Saved data entries:

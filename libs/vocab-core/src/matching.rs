//! Threshold-bounded edit distance for approximate dictionary lookup.

use crate::error::{Result, VocabError};

/// Sentinel returned by [`checked_distance`] when the distance exceeds the threshold.
pub const NO_MATCH: i64 = -1;

/// Levenshtein distance between `a` and `b`, or `None` if it exceeds `threshold`.
///
/// Only the diagonal band `|i - j| <= threshold` of the DP matrix is evaluated,
/// so the work is `O(n * min(m, threshold))`. Lengths are counted in chars.
pub fn bounded_distance(a: &str, b: &str, threshold: usize) -> Option<usize> {
    if a == b {
        return Some(0);
    }

    let mut short: Vec<char> = a.chars().collect();
    let mut long: Vec<char> = b.chars().collect();
    if short.len() > long.len() {
        std::mem::swap(&mut short, &mut long);
    }

    let n = short.len();
    let m = long.len();

    if n == 0 {
        return (m <= threshold).then_some(m);
    }
    if m - n > threshold {
        return None;
    }

    // Rows are indexed by position in the shorter string; out-of-band cells hold MAX.
    let mut prev: Vec<usize> = (0..=n)
        .map(|i| if i <= threshold { i } else { usize::MAX })
        .collect();
    let mut curr = vec![usize::MAX; n + 1];

    for j in 1..=m {
        let long_char = long[j - 1];
        let band_start = j.saturating_sub(threshold).max(1);
        let band_end = n.min(j.saturating_add(threshold));

        curr[0] = j;
        if band_start > 1 {
            curr[band_start - 1] = usize::MAX;
        }

        let mut row_min = if band_start == 1 { curr[0] } else { usize::MAX };

        for i in band_start..=band_end {
            curr[i] = if short[i - 1] == long_char {
                prev[i - 1]
            } else {
                curr[i - 1] // insertion
                    .min(prev[i]) // deletion
                    .min(prev[i - 1]) // substitution
                    .saturating_add(1)
            };
            row_min = row_min.min(curr[i]);
        }

        if row_min > threshold {
            return None;
        }

        std::mem::swap(&mut prev, &mut curr);
    }

    let distance = prev[n];
    (distance <= threshold).then_some(distance)
}

/// Sentinel-returning form of [`bounded_distance`] for callers that may pass nulls.
///
/// Returns the distance when it is within `threshold` and [`NO_MATCH`] otherwise.
/// Fails with [`VocabError::InvalidParameter`] on a missing string or a negative threshold.
pub fn checked_distance(a: Option<&str>, b: Option<&str>, threshold: i64) -> Result<i64> {
    let (a, b) = match (a, b) {
        (Some(a), Some(b)) => (a, b),
        _ => {
            return Err(VocabError::InvalidParameter(
                "edit distance operands must not be null".to_string(),
            ))
        }
    };
    let threshold = usize::try_from(threshold).map_err(|_| {
        VocabError::InvalidParameter(format!(
            "edit distance threshold must be >= 0, got {threshold}"
        ))
    })?;

    Ok(bounded_distance(a, b, threshold).map_or(NO_MATCH, |d| d as i64))
}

What is needed: Using the data above, reproduce exactly the lines from the line that contains "let mut long: Vec<char>" through the line that contains "cells hold MAX.", including both.

Written answer:
    let mut long: Vec<char> = b.chars().collect();
    if short.len() > long.len() {
        std::mem::swap(&mut short, &mut long);
    }

    let n = short.len();
    let m = long.len();

    if n == 0 {
        return (m <= threshold).then_some(m);
    }
    if m - n > threshold {
        return None;
    }

    // Rows are indexed by position in the shorter string; out-of-band cells hold MAX.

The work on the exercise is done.